What is the domain, range, zeros, symmetry, and is it even/odd of these functions? (how can you tell, i don't remember how you get all these, refresher please)
y= 1/x
y=[x]
y=sq rt. of x^2 -4
y=sin x
y=cos x
y=tan x
To determine the domain, range, zeros, symmetry, and whether the functions are even or odd, we need to analyze each function individually. Here is an explanation of how to find these characteristics for each function:
1. y = 1/x:
- Domain: The domain is the set of all real numbers except when x = 0 because dividing by zero is undefined. Therefore, the domain for this function is (-∞, 0) ∪ (0, +∞).
- Range: Since the reciprocal of a number can be any nonzero real number, the range for this function is (-∞, 0) ∪ (0, +∞).
- Zeros: The equation 1/x = 0 has no solutions since there is no value of x that will make the denominator equal to zero. Therefore, this function has no zeros.
- Symmetry: This function is neither symmetric about the x-axis nor the y-axis.

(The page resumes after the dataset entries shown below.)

use std::{fmt, str::FromStr, time::Duration};

pub trait DbConnectConfig: serde::de::DeserializeOwned {
    /// Full connection URL. When present it wins over the discrete fields.
    fn url(&self) -> Option<&str> { None }
    #[allow(unused)]
    fn password(&self) -> Option<&str> { None }
    fn host(&self) -> &str;
    fn port(&self) -> u16;
    fn db(&self) -> u8;
}

#[derive(Debug, Clone, serde::Deserialize)]
pub struct RedisDbConfig {
    #[serde(default)]
    pub url: Option<String>,
    #[serde(default = "host_default")]
    pub host: String,
    #[serde(default = "port_default")]
    pub port: u16,
    #[serde(default = "db_default")]
    pub db: u8,
    #[serde(default)]
    pub password: Option<String>,
    #[serde(default = "pool_size_default")]
    pub pool_size: usize,
    #[serde(default)]
    pub connect: ConnectPolicy,
}

impl Default for RedisDbConfig {
    fn default() -> Self {
        Self {
            url: None,
            host: host_default(),
            port: port_default(),
            db: db_default(),
            password: None,
            pool_size: pool_size_default(),
            connect: ConnectPolicy::default(),
        }
    }
}

impl DbConnectConfig for RedisDbConfig {
    fn url(&self) -> Option<&str> { self.url.as_deref() }

    fn password(&self) -> Option<&str> { self.password.as_deref() }

    fn host(&self) -> &str { &self.host }

    fn port(&self) -> u16 { self.port }

    fn db(&self) -> u8 { self.db }
}

/// Bounds on how long the adapter waits for the store before giving up.
#[derive(Debug, Clone, Copy, serde::Deserialize, PartialEq, Eq)]
pub struct ConnectPolicy {
    #[serde(default = "connect_timeout_ms_default")]
    pub connect_timeout_ms: u64,
    #[serde(default = "op_timeout_ms_default")]
    pub op_timeout_ms: u64,
    #[serde(default = "reconnect_attempts_default")]
    pub reconnect_attempts: u32,
}

impl Default for ConnectPolicy {
    fn default() -> Self {
        Self {
            connect_timeout_ms: connect_timeout_ms_default(),
            op_timeout_ms: op_timeout_ms_default(),
            reconnect_attempts: reconnect_attempts_default(),
        }
    }
}

impl ConnectPolicy {
    pub fn connect_timeout(&self) -> Duration {
        Duration::from_millis(self.connect_timeout_ms)
    }

    pub fn op_timeout(&self) -> Duration {
        Duration::from_millis(self.op_timeout_ms)
    }

    /// Delay before reconnect attempt `attempt` (1-based), capped at 500ms.
    pub fn backoff(&self, attempt: u32) -> Duration {
        Duration::from_millis(u64::from(attempt).saturating_mul(50).min(500))
    }
}

#[derive(Debug, Clone, serde::Deserialize)]
pub struct MemoryConfig {
    #[serde(default = "default_memory_capacity")]
    pub capacity: u64,
}

impl Default for MemoryConfig {
    fn default() -> Self {
        Self {
            capacity: default_memory_capacity(),
        }
    }
}

/// Which store the adapter talks to.
#[derive(Debug, Clone, Copy, PartialEq, Eq, serde::Deserialize, serde::Serialize)]
#[serde(rename_all = "lowercase")]
pub enum BackendKind {
    Redis,
    Memory,
    Disabled,
}

impl fmt::Display for BackendKind {
    fn fmt(&self, f: &mut fmt::Formatter<'_>) -> fmt::Result {
        let name = match self {
            Self::Redis => "redis",
            Self::Memory => "memory",
            Self::Disabled => "disabled",
        };
        f.write_str(name)
    }
}

impl FromStr for BackendKind {
    type Err = String;

    fn from_str(s: &str) -> Result<Self, Self::Err> {
        match s.trim().to_ascii_lowercase().as_str() {
            "redis" => Ok(Self::Redis),
            "memory" => Ok(Self::Memory),
            "disabled" | "none" | "off" => Ok(Self::Disabled),
            other => Err(format!("unknown cache backend '{other}'")),
        }
    }
}

fn host_default() -> String { "127.0.0.1".into() }
fn port_default() -> u16 { 6379 }
fn db_default() -> u8 { 0 }
fn pool_size_default() -> usize { 16 }
fn connect_timeout_ms_default() -> u64 { 5_000 }
fn op_timeout_ms_default() -> u64 { 500 }
fn reconnect_attempts_default() -> u32 { 3 }
fn default_memory_capacity() -> u64 { 10_000 }
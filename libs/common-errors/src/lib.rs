use std::fmt;

use axum::{
    http::StatusCode,
    response::{IntoResponse, Json, Response},
};
use serde::Serialize;
use utoipa::ToSchema;

#[derive(Debug, Serialize, ToSchema)]
pub struct ApiErrorResponse {
    pub error: ApiErrorInfo,
}

#[derive(Debug, Serialize, ToSchema)]
pub struct ApiErrorInfo {
    pub code: String,
    pub message: String,
    pub details: Option<String>,
}

#[derive(Debug, Clone, Copy, PartialEq, Eq)]
pub enum ErrorKind {
    BadRequest,
    Forbidden,
    NotFound,
    UnprocessableEntity,
    Internal,
}

impl ErrorKind {
    pub fn status_code(self) -> StatusCode {
        match self {
            Self::BadRequest => StatusCode::BAD_REQUEST,
            Self::Forbidden => StatusCode::FORBIDDEN,
            Self::NotFound => StatusCode::NOT_FOUND,
            Self::UnprocessableEntity => StatusCode::UNPROCESSABLE_ENTITY,
            Self::Internal => StatusCode::INTERNAL_SERVER_ERROR,
        }
    }
}

/// Error surfaced to HTTP clients as `{ "error": { code, message, details } }`.
#[derive(Debug)]
pub struct AppError {
    pub kind: ErrorKind,
    pub code: String,
    pub message: String,
    pub details: Option<String>,
}

impl AppError {
    pub fn new(kind: ErrorKind, code: &str, message: impl Into<String>) -> Self {
        Self {
            kind,
            code: code.to_string(),
            message: message.into(),
            details: None,
        }
    }

    pub fn with_details(mut self, details: impl Into<String>) -> Self {
        self.details = Some(details.into());
        self
    }

    pub fn bad_request(code: &str, message: impl Into<String>) -> Self {
        Self::new(ErrorKind::BadRequest, code, message)
    }

    pub fn forbidden(code: &str, message: impl Into<String>) -> Self {
        Self::new(ErrorKind::Forbidden, code, message)
    }

    pub fn not_found(code: &str, message: impl Into<String>) -> Self {
        Self::new(ErrorKind::NotFound, code, message)
    }

    pub fn unprocessable_entity(code: &str, message: impl Into<String>) -> Self {
        Self::new(ErrorKind::UnprocessableEntity, code, message)
    }

    pub fn internal_server_error(message: impl Into<String>) -> Self {
        Self::new(ErrorKind::Internal, "INTERNAL_ERROR", message)
    }

    pub fn status_code(&self) -> StatusCode { self.kind.status_code() }

    fn to_response_data(&self) -> ApiErrorResponse {
        ApiErrorResponse {
            error: ApiErrorInfo {
                code: self.code.clone(),
                message: self.message.clone(),
                details: self.details.clone(),
            },
        }
    }
}

impl fmt::Display for AppError {
    fn fmt(&self, f: &mut fmt::Formatter<'_>) -> fmt::Result {
        write!(f, "{}", self.message)
    }
}

impl std::error::Error for AppError {}

impl IntoResponse for AppError {
    fn into_response(self) -> Response {
        if self.kind == ErrorKind::Internal {
            tracing::error!(code = %self.code, details = ?self.details, "{}", self.message);
        }
        let status = self.status_code();
        let response_data = self.to_response_data();
        (status, Json(response_data)).into_response()
    }
}

impl From<anyhow::Error> for AppError {
    fn from(err: anyhow::Error) -> Self {
        Self::internal_server_error(format!("An unexpected error occurred: {err}"))
    }
}

pub type AppResult<T> = Result<T, AppError>;
pub mod middleware;
pub mod policy;
pub mod response;

pub use middleware::{MAX_CACHED_BODY, RouteCache, read_through_layer};
pub use policy::{KeyShape, RouteCachePolicy};
pub use response::{CachedJson, X_CACHE, mark_cached};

- Even/Odd: This function is neither even nor odd because f(-x) ≠ f(x) and f(-x) ≠ -f(x).
2. y = [x]:
- Domain: This function represents the greatest integer less than or equal to x. The domain for this function is all real numbers.
- Range: The range consists of all integer values since the output will always be an integer.

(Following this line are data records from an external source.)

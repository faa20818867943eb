//! Health and cache administration.

use axum::{
    extract::{Path, State},
    http::HeaderMap,
    response::Json,
};
use common_errors::AppError;
use redis_connection::{CacheHealth, CacheKey, CacheStats};
use serde::Serialize;
use tracing::instrument;
use utoipa::ToSchema;
use video_cache_keys::ResourceKind;

use crate::VideoServices;

pub const ADMIN_TOKEN_HEADER: &str = "x-admin-token";

#[derive(Debug, Serialize, ToSchema)]
pub struct HealthResponse {
    pub status: String,
    #[schema(value_type = Object)]
    pub cache: CacheHealth,
}

#[derive(Debug, Serialize, ToSchema)]
#[serde(rename_all = "camelCase")]
pub struct CacheEvictionResponse {
    pub key: String,
    pub deleted: bool,
}

#[derive(Debug, Serialize, ToSchema)]
pub struct CacheFlushResponse {
    pub flushed: bool,
}

fn authorize(services: &VideoServices, headers: &HeaderMap) -> Result<(), AppError> {
    let Some(expected) = services.admin_token()
    else {
        return Err(AppError::forbidden(
            "ADMIN_DISABLED",
            "Admin endpoints are disabled",
        ));
    };

    let presented = headers
        .get(ADMIN_TOKEN_HEADER)
        .and_then(|value| value.to_str().ok());
    if presented == Some(expected) {
        Ok(())
    }
    else {
        Err(AppError::forbidden("INVALID_ADMIN_TOKEN", "Invalid admin token"))
    }
}

#[utoipa::path(
    get,
    path = "/health",
    responses(
        (status = 200, description = "Service is up; reports cache connectivity", body = HealthResponse)
    ),
    tag = "health"
)]
pub async fn health_check(State(services): State<VideoServices>) -> Json<HealthResponse> {
    Json(HealthResponse {
        status: "ok".into(),
        cache: services.cache.cache_health(),
    })
}

#[utoipa::path(
    get,
    path = "/api/admin/cache-stats",
    params(
        ("x-admin-token" = String, Header, description = "Admin token")
    ),
    responses(
        (status = 200, description = "Store status, key count and hit/miss counters"),
        (status = 403, description = "Missing or wrong admin token", body = common_errors::ApiErrorResponse)
    ),
    tag = "cache"
)]
#[instrument(skip_all)]
pub async fn cache_stats(
    State(services): State<VideoServices>, headers: HeaderMap,
) -> Result<Json<CacheStats>, AppError> {
    authorize(&services, &headers)?;

    Ok(Json(services.cache.layer().stats().await))
}

#[utoipa::path(
    delete,
    path = "/api/admin/cache/videos/{id}",
    params(
        ("id" = String, Path, description = "Video ID"),
        ("x-admin-token" = String, Header, description = "Admin token")
    ),
    responses(
        (status = 200, description = "Cached video entry removed", body = CacheEvictionResponse),
        (status = 403, description = "Missing or wrong admin token", body = common_errors::ApiErrorResponse)
    ),
    tag = "cache"
)]
#[instrument(skip_all)]
pub async fn evict_video(
    State(services): State<VideoServices>, Path(id): Path<String>,
    headers: HeaderMap,
) -> Result<Json<CacheEvictionResponse>, AppError> {
    authorize(&services, &headers)?;

    let key = CacheKey::resource(ResourceKind::Video.namespace(), &id);
    let deleted = services.cache.layer().store().delete(key.as_str()).await;
    tracing::info!("Evicted {key}: {deleted}");

    Ok(Json(CacheEvictionResponse {
        key: key.to_string(),
        deleted,
    }))
}

#[utoipa::path(
    post,
    path = "/api/admin/cache/flush",
    params(
        ("x-admin-token" = String, Header, description = "Admin token")
    ),
    responses(
        (status = 200, description = "Every cached entry removed", body = CacheFlushResponse),
        (status = 403, description = "Missing or wrong admin token", body = common_errors::ApiErrorResponse)
    ),
    tag = "cache"
)]
#[instrument(skip_all)]
pub async fn flush_cache(
    State(services): State<VideoServices>, headers: HeaderMap,
) -> Result<Json<CacheFlushResponse>, AppError> {
    authorize(&services, &headers)?;

    let flushed = services.cache.layer().store().flush_all().await;
    tracing::warn!("Cache flush requested by admin: {flushed}");

    Ok(Json(CacheFlushResponse { flushed }))
}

- Zeros: Zeros occur when the input gives an output of zero. In this case, the function [x] = 0 when x is an integer.
- Symmetry: This function is symmetric about the x-axis because the greatest integer function gives the same result for x and -x.

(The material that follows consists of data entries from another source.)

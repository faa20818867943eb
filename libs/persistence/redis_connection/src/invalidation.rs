use serde::Serialize;
use tracing::{debug, info, instrument};

use crate::{core::CacheKey, layer::CacheLayer};

/// The keys a mutation makes stale: direct keys to delete and namespaces to
/// sweep.
#[derive(Debug, Clone, Default, PartialEq, Eq)]
pub struct InvalidationPlan {
    keys: Vec<CacheKey>,
    prefixes: Vec<String>,
}

impl InvalidationPlan {
    pub fn new() -> Self { Self::default() }

    pub fn key(mut self, key: CacheKey) -> Self {
        self.keys.push(key);
        self
    }

    /// Sweeps every key under `namespace`.
    pub fn sweep(mut self, namespace: &str) -> Self {
        self.prefixes.push(CacheKey::namespace_prefix(namespace));
        self
    }

    pub fn keys(&self) -> &[CacheKey] { &self.keys }

    pub fn prefixes(&self) -> &[String] { &self.prefixes }

    pub fn is_empty(&self) -> bool {
        self.keys.is_empty() && self.prefixes.is_empty()
    }
}

#[derive(Debug, Clone, Copy, Default, PartialEq, Eq, Serialize)]
#[serde(rename_all = "camelCase")]
pub struct InvalidationReport {
    pub keys_deleted: u64,
    pub keys_swept: u64,
}

impl CacheLayer {
    /// Best effort. Runs after the write it follows has succeeded; a store
    /// failure here is logged by the adapter and otherwise ignored.
    #[instrument(skip_all, fields(keys = plan.keys.len(), prefixes = plan.prefixes.len()))]
    pub async fn invalidate(&self, plan: &InvalidationPlan) -> InvalidationReport {
        if !self.store().is_connected() {
            debug!("cache unavailable, skipping invalidation");
            return InvalidationReport::default();
        }

        let mut report = InvalidationReport::default();
        for key in &plan.keys {
            if self.store().delete(key.as_str()).await {
                report.keys_deleted += 1;
            }
        }
        for prefix in &plan.prefixes {
            report.keys_swept += self.store().delete_by_prefix(prefix).await;
        }

        self.metrics()
            .record_invalidation(report.keys_deleted + report.keys_swept);
        info!(
            keys_deleted = report.keys_deleted,
            keys_swept = report.keys_swept,
            "cache invalidated"
        );
        report
    }
}

#[cfg(test)]
mod tests {
    use std::time::Duration;

    use super::*;
    use crate::{config::MemoryConfig, core::CacheParams, store::CacheStore};

    async fn seeded() -> CacheLayer {
        let layer = CacheLayer::new(CacheStore::memory(&MemoryConfig::default()));
        let ttl = Duration::from_secs(60);
        let page = |n: &str| CacheParams::new().with("page", n);
        let keys = [
            CacheKey::resource("video", "v1"),
            CacheKey::resource("video", "v2"),
            CacheKey::params("videos-list", &page("1")),
            CacheKey::params("videos-list", &page("2")),
            CacheKey::params("trending", &CacheParams::new()),
        ];
        for key in &keys {
            layer.populate(key, &"cached", ttl).await;
        }
        layer
    }

    #[tokio::test]
    async fn deletes_direct_key_and_sweeps_lists() {
        let layer = seeded().await;
        let plan = InvalidationPlan::new()
            .key(CacheKey::resource("video", "v1"))
            .sweep("videos-list");

        let report = layer.invalidate(&plan).await;

        assert_eq!(report, InvalidationReport {
            keys_deleted: 1,
            keys_swept: 2,
        });
        let store = layer.store();
        assert_eq!(store.get("video:v1").await, None);
        assert_eq!(store.get(r#"videos-list:{"page":"1"}"#).await, None);
        assert!(store.get("video:v2").await.is_some());
        assert!(store.get("trending:{}").await.is_some());
    }

    #[tokio::test]
    async fn missing_keys_are_tolerated() {
        let layer = seeded().await;
        let plan = InvalidationPlan::new()
            .key(CacheKey::resource("video", "nope"))
            .sweep("search");

        let report = layer.invalidate(&plan).await;

        assert_eq!(report, InvalidationReport::default());
        assert_eq!(layer.metrics().snapshot().invalidations, 1);
    }

    #[tokio::test]
    async fn disabled_store_skips_invalidation() {
        let layer = CacheLayer::new(CacheStore::disabled());
        let plan = InvalidationPlan::new().key(CacheKey::resource("video", "v1"));

        assert_eq!(layer.invalidate(&plan).await, InvalidationReport::default());
        assert_eq!(layer.metrics().snapshot().invalidations, 0);
    }
}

- Even/Odd: This function is even because f(-x) = f(x).
3. y = √(x^2 - 4):
- Domain: To determine the domain, we need to find the values of x that make the expression inside the square root greater than or equal to zero. Therefore, x^2 - 4 ≥ 0 becomes x ≤ -2 or x ≥ 2. So, the domain is (-∞, -2] ∪ [2, +∞).
- Range: The square root of x^2 - 4 can only be a non-negative number or zero. Hence, the range for this function is [0, +∞).
- Zeros: The function √(x^2 - 4) = 0 only when x = -2 or x = 2.
- Symmetry: This function is symmetric about the y-axis because replacing x with -x in the equation gives the same result.
- Even/Odd: This function is even because f(-x) = f(x).
4. y = sin(x):
- Domain: The domain for the sine function is all real numbers, so there are no restrictions.
- Range: The range for the sine function is -1 to 1, inclusive. Therefore, the range is [-1, 1].
- Zeros: The function sin(x) = 0 when x is a multiple of π (pi), i.e., x = 0, π, 2π, 3π, ...
- Symmetry: This function is symmetric about the origin (0,0) as sin(-x) = -sin(x).
- Even/Odd: This function is odd because f(-x) = -f(x).
5. y = cos(x):
- Domain: The domain for the cosine function is all real numbers, so there are no restrictions.
- Range: Similar to the sine function, the range for the cosine function is also -1 to 1, inclusive. Hence, the range is [-1, 1].
- Zeros: The function cos(x) = 0 when x is (n + 1/2)π, where n is an integer. For example, x = π/2, 3π/2, 5π/2, ...
- Symmetry: This function is symmetric about the y-axis because cos(-x) = cos(x).
- Even/Odd: This function is even because f(-x) = f(x).
6. y = tan(x):
- Domain: The domain for the tangent function depends on the values where cosine is not zero. Therefore, the domain for tan(x) is all real numbers except when cos(x) = 0. Hence, the domain is all real numbers excluding x = π/2, 3π/2, 5π/2, ...
- Range: The range for the tangent function is all real numbers.
- Zeros: The function tan(x) = 0 when x is an integer multiple of π, i.e., x = 0, π, 2π, 3π, ...
- Symmetry: This function is periodic with a period of π, and it has odd symmetry because tan(-x) = -tan(x).
- Even/Odd: This function is odd because f(-x) = -f(x).
Remember, these characteristics may vary depending on the specific restrictions or conditions imposed on the functions. However, these explanations provide a general understanding of how to determine the domain, range, zeros, symmetry, and whether the functions are even or odd.